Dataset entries

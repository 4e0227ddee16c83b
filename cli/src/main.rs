//! CLI entrypoint for ecogroup
//!
//! This is the main binary that wires together all layers using
//! dependency injection.

use anyhow::{Context, Result, bail};
use clap::{CommandFactory, Parser};
use colored::Colorize;
use ecogroup_application::{
    AnalyzeValidationInput, AnalyzeValidationUseCase, ClassificationProgress, ClassifySpeciesInput,
    ClassifySpeciesUseCase, CompositeProgress, ConversationLogger, LlmClassifier, NoConversationLogger,
    NoProgress, NoValidationProgress, RetryingClassifier, RunValidationInput, RunValidationUseCase,
    SynthesizeTemplateInput, SynthesizeTemplateUseCase, ValidationProgress,
};
use ecogroup_domain::{
    BoundingBox, ConfigIssue, Model, OutputFormat, ReferenceGroupRegistry, Severity, TemplateSource,
};
use ecogroup_infrastructure::{
    ConfigLoader, FileConfig, FileOracleConfig, FsIterationReader, GroupingReportWriter,
    HttpGatewayConfig, HttpLlmGateway, JsonCheckpointStore, JsonlConversationLogger,
    ProcessIterationRunner, RunLayout, RunSettings, TemplateLoader, load_hierarchy, read_json,
    write_json, write_metadata,
};
use ecogroup_infrastructure::layout::RUN_LOG_FILE;
use ecogroup_presentation::{Cli, Command, ConsoleFormatter, ProgressReporter, SimpleProgress};
use serde_json::{Value, json};
use std::path::{Path, PathBuf};
use std::sync::Arc;
use tokio_util::sync::CancellationToken;
use tracing::{info, warn};
use tracing_appender::non_blocking::WorkerGuard;
use tracing_subscriber::{EnvFilter, Layer, fmt, layer::SubscriberExt, util::SubscriberInitExt};

#[tokio::main]
async fn main() -> Result<()> {
    let cli = Cli::parse();

    let log_dir = match &cli.command {
        Some(Command::Classify { run_dir, .. }) if run_dir.is_dir() => Some(run_dir.as_path()),
        _ => None,
    };
    let _log_guard = init_logging(cli.verbose, log_dir);

    let config = if cli.no_config {
        ConfigLoader::load_defaults()
    } else {
        ConfigLoader::load(cli.config.as_deref()).context("Failed to load configuration")?
    };

    if !config.output.color {
        colored::control::set_override(false);
    }

    if cli.show_config {
        return show_config(&cli, &config);
    }

    let Some(command) = cli.command else {
        Cli::command().print_help()?;
        return Ok(());
    };

    info!("Starting ecogroup");

    match command {
        Command::Classify {
            run_dir,
            species,
            template,
            force_grouping,
            research_focus,
        } => {
            let mut config = config;
            let layout = RunLayout::new(run_dir);
            if !layout.dir().is_dir() {
                bail!("Run directory {} does not exist", layout.dir().display());
            }

            // ai_config.json, then command line flags
            RunSettings::load(&layout)
                .await
                .with_context(|| format!("Failed to read {}", layout.ai_config().display()))?
                .apply(&mut config);
            if force_grouping {
                config.classification.force_grouping = true;
            }
            if research_focus.is_some() {
                config.classification.research_focus = research_focus;
            }
            if let Some(path) = template {
                config.classification.template = TemplateSource::Upload.to_string();
                config.classification.upload_path = Some(path.display().to_string());
            }

            report_issues(&config.validate())?;
            classify(&config, &layout, species, cli.quiet).await
        }
        Command::Validate {
            base_dir,
            iterations,
            workers,
        } => {
            let mut config = config;
            if let Some(n) = iterations {
                config.validation.iterations = n;
            }
            if let Some(w) = workers {
                config.validation.workers = w;
            }
            report_issues(&config.validate())?;
            validate(&config, base_dir, cli.quiet).await
        }
        Command::Analyze {
            regions,
            output,
            format,
        } => {
            report_issues(&config.validate())?;
            let format = format.map(OutputFormat::from).unwrap_or(config.output.format);
            analyze(&config, regions, output, format, cli.quiet).await
        }
    }
}

/// Set up stderr logging by verbosity, plus `ecogroup.log` in `log_dir`.
fn init_logging(verbose: u8, log_dir: Option<&Path>) -> Option<WorkerGuard> {
    let level = match verbose {
        0 => "warn",
        1 => "info",
        2 => "debug",
        _ => "trace", // -vvv or more
    };
    let filter = EnvFilter::try_from_default_env().unwrap_or_else(|_| EnvFilter::new(level));

    let (file_layer, guard) = match log_dir {
        Some(dir) => {
            let appender = tracing_appender::rolling::never(dir, RUN_LOG_FILE);
            let (writer, guard) = tracing_appender::non_blocking(appender);
            let layer = fmt::layer()
                .with_ansi(false)
                .with_target(false)
                .with_writer(writer)
                .with_filter(EnvFilter::new("info"));
            (Some(layer), Some(guard))
        }
        None => (None, None),
    };

    tracing_subscriber::registry()
        .with(fmt::layer().with_target(false).with_filter(filter))
        .with(file_layer)
        .init();

    guard
}

fn show_config(cli: &Cli, config: &FileConfig) -> Result<()> {
    println!("{}", "Configuration sources (highest priority first):".bold());
    if cli.no_config {
        println!("  (config files disabled by --no-config)");
    } else {
        for line in ConfigLoader::describe_sources(cli.config.as_deref()) {
            println!("{}", line);
        }
    }
    println!();
    println!("{}", "Merged configuration:".bold());
    println!(
        "{}",
        toml::to_string_pretty(config).context("Failed to render configuration")?
    );
    Ok(())
}

/// Print config issues; errors stop the run.
fn report_issues(issues: &[ConfigIssue]) -> Result<()> {
    for issue in issues {
        match issue.severity {
            Severity::Error => eprintln!("{} {}", "error:".red().bold(), issue.message),
            Severity::Warning => eprintln!("{} {}", "warning:".yellow().bold(), issue.message),
        }
    }
    if ConfigIssue::has_errors(issues) {
        bail!("Invalid configuration");
    }
    Ok(())
}

fn build_gateway(oracle: &FileOracleConfig) -> Result<Arc<HttpLlmGateway>> {
    let config = HttpGatewayConfig::from_env(
        oracle.endpoint.clone(),
        &oracle.api_key_env,
        oracle.temperature,
        oracle.timeout(),
    );
    let gateway = HttpLlmGateway::new(config).context("Failed to create oracle client")?;
    Ok(Arc::new(gateway))
}

fn oracle_logger(layout: &RunLayout) -> Arc<dyn ConversationLogger> {
    match JsonlConversationLogger::open(layout.oracle_log()) {
        Some(logger) => Arc::new(logger),
        None => Arc::new(NoConversationLogger),
    }
}

async fn classify(
    config: &FileConfig,
    layout: &RunLayout,
    species: Option<PathBuf>,
    quiet: bool,
) -> Result<()> {
    let (model, _) = config.oracle.parse_model();
    let (policy, _) = config.retry.to_policy();
    let (source, _) = config.classification.parse_template();
    let params = config.classification.to_params();

    let species_path = species.unwrap_or_else(|| layout.species_data());
    let hierarchy = load_hierarchy(&species_path)
        .await
        .with_context(|| format!("Failed to load species data from {}", species_path.display()))?;
    if hierarchy.species_count == 0 {
        bail!("{} holds no usable species records", species_path.display());
    }
    write_json(&layout.hierarchy(), &hierarchy.root)
        .await
        .context("Failed to write the species hierarchy")?;

    let gateway = build_gateway(&config.oracle)?;
    let logger = oracle_logger(layout);

    let registry = load_registry(
        config,
        layout,
        source,
        Arc::clone(&gateway),
        model.clone(),
        Arc::clone(&logger),
    )
    .await?;
    if registry.is_empty() {
        bail!("The {} grouping template holds no groups", source);
    }
    info!("Loaded {} reference groups from the {} template", registry.len(), source);
    write_json(&layout.grouping(), &registry.to_template_value())
        .await
        .context("Failed to write the group registry")?;

    // === Dependency Injection ===
    let classifier = Arc::new(
        RetryingClassifier::new(
            LlmClassifier::new(gateway, model).with_logger(Arc::clone(&logger)),
            policy,
        )
        .with_logger(logger),
    );
    let store = Arc::new(JsonCheckpointStore::new(layout));
    let use_case = ClassifySpeciesUseCase::new(classifier, store);

    let report = GroupingReportWriter::open(&layout.grouping_report()).with_context(|| {
        format!("Failed to open {}", layout.grouping_report().display())
    })?;
    let bars = ProgressReporter::new();
    let display: &dyn ClassificationProgress = if quiet {
        &NoProgress
    } else if config.output.progress {
        &bars
    } else {
        &SimpleProgress
    };
    let progress = CompositeProgress::new(vec![display, &report as &dyn ClassificationProgress]);

    let input = ClassifySpeciesInput::new(hierarchy.root, registry).with_params(params);
    let output = use_case
        .execute_with_progress(input, &progress)
        .await
        .context("Classification failed")?;

    write_json(&layout.grouping(), &output.registry.to_template_value())
        .await
        .context("Failed to write the group registry")?;

    if !quiet {
        println!(
            "{}",
            ConsoleFormatter::format_classification(&output.summary, output.registry.len())
        );
    }
    Ok(())
}

/// Load the reference groups for `source`. GeoJSON synthesis falls back to
/// the default template when it fails.
async fn load_registry(
    config: &FileConfig,
    layout: &RunLayout,
    source: TemplateSource,
    gateway: Arc<HttpLlmGateway>,
    model: Model,
    logger: Arc<dyn ConversationLogger>,
) -> Result<ReferenceGroupRegistry> {
    let loader = TemplateLoader::new(&config.classification.template_path, layout.clone());

    if source == TemplateSource::Geojson {
        match synthesize_template(config, layout, &loader, gateway, model, logger).await {
            Ok(registry) => return Ok(registry),
            Err(e) => {
                warn!("Template synthesis failed ({:#}), using the default template", e);
                return loader
                    .load(TemplateSource::Default, None)
                    .await
                    .context("Failed to load the default grouping template");
            }
        }
    }

    let upload = config.classification.upload_path.as_deref().map(Path::new);
    loader
        .load(source, upload)
        .await
        .with_context(|| format!("Failed to load the {} grouping template", source))
}

async fn synthesize_template(
    config: &FileConfig,
    layout: &RunLayout,
    loader: &TemplateLoader,
    gateway: Arc<HttpLlmGateway>,
    model: Model,
    logger: Arc<dyn ConversationLogger>,
) -> Result<ReferenceGroupRegistry> {
    let geojson_path = layout.geojson();
    let geojson: Value = read_json(&geojson_path)
        .await
        .with_context(|| format!("Failed to read {}", geojson_path.display()))?
        .with_context(|| format!("{} not found", geojson_path.display()))?;
    let bbox = BoundingBox::from_geojson(&geojson)?;

    let reference = match loader.load(TemplateSource::Default, None).await {
        Ok(registry) => registry,
        Err(e) => {
            warn!("No reference groups for synthesis: {}", e);
            ReferenceGroupRegistry::new()
        }
    };

    let input = SynthesizeTemplateInput::new(bbox, reference)
        .with_research_focus(config.classification.research_focus.clone())
        .with_proposals(config.classification.proposals);
    let template = SynthesizeTemplateUseCase::new(gateway, model)
        .with_logger(logger)
        .execute(input)
        .await?;

    let groups = template.registry.to_template_value();
    write_json(&layout.grouping_template(), &groups).await?;
    write_json(
        &layout.ai_reference_groups(),
        &json!({
            "area": template.area,
            "bounding_box": bbox,
            "proposals": template.proposals,
            "template": groups,
        }),
    )
    .await?;

    Ok(template.registry)
}

async fn validate(config: &FileConfig, base_dir: PathBuf, quiet: bool) -> Result<()> {
    let runner = match &config.validation.command {
        Some(command) => ProcessIterationRunner::from_command(command),
        None => ProcessIterationRunner::current_exe(),
    }
    .context("Failed to locate the classification command")?
    .with_fatal_markers(config.validation.fatal_markers.clone());
    info!("Iterations run {}", runner.program().display());

    let cancel = CancellationToken::new();
    let on_signal = cancel.clone();
    tokio::spawn(async move {
        if tokio::signal::ctrl_c().await.is_ok() {
            warn!("Received Ctrl+C, stopping workers");
            on_signal.cancel();
        }
    });

    let bars = ProgressReporter::new();
    let progress: &dyn ValidationProgress = if quiet {
        &NoValidationProgress
    } else if config.output.progress {
        &bars
    } else {
        &SimpleProgress
    };

    let input = RunValidationInput::new(base_dir)
        .with_required_files(config.validation.required_files.clone())
        .with_params(config.validation.to_params());
    let metadata = RunValidationUseCase::new(Arc::new(runner))
        .execute_with_progress(input, cancel, progress)
        .await
        .context("Validation failed")?;

    let parent = Path::new(&metadata.base_dir)
        .parent()
        .filter(|p| !p.as_os_str().is_empty())
        .unwrap_or(Path::new("."));
    let path = write_metadata(parent, &metadata)
        .await
        .context("Failed to write validation metadata")?;
    info!("Validation metadata written to {}", path.display());

    if !quiet {
        println!("{}", ConsoleFormatter::format_validation(&metadata));
    }
    Ok(())
}

async fn analyze(
    config: &FileConfig,
    regions: Vec<PathBuf>,
    output: Option<PathBuf>,
    format: OutputFormat,
    quiet: bool,
) -> Result<()> {
    let (thresholds, _) = config.analysis.to_thresholds();
    let use_case = AnalyzeValidationUseCase::new(Arc::new(FsIterationReader::new()));
    let report = use_case
        .execute(AnalyzeValidationInput::new(regions).with_thresholds(thresholds))
        .context("Analysis failed")?;

    let text = match (format, &output) {
        (OutputFormat::Json, _) => ConsoleFormatter::format_json(&report),
        (OutputFormat::Text, Some(_)) => ConsoleFormatter::format_report_plain(&report),
        (OutputFormat::Text, None) => ConsoleFormatter::format_report(&report),
    };

    match output {
        Some(path) => {
            tokio::fs::write(&path, text)
                .await
                .with_context(|| format!("Failed to write {}", path.display()))?;
            if !quiet {
                println!("Report written to {}", path.display());
            }
        }
        None => println!("{}", text),
    }
    Ok(())
}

## Work order
Identify all lines in the records above with the word "FileOracleConfig".

## Task solution
    ConfigLoader, FileConfig, FileOracleConfig, FsIterationReader, GroupingReportWriter,
fn build_gateway(oracle: &FileOracleConfig) -> Result<Arc<HttpLlmGateway>> {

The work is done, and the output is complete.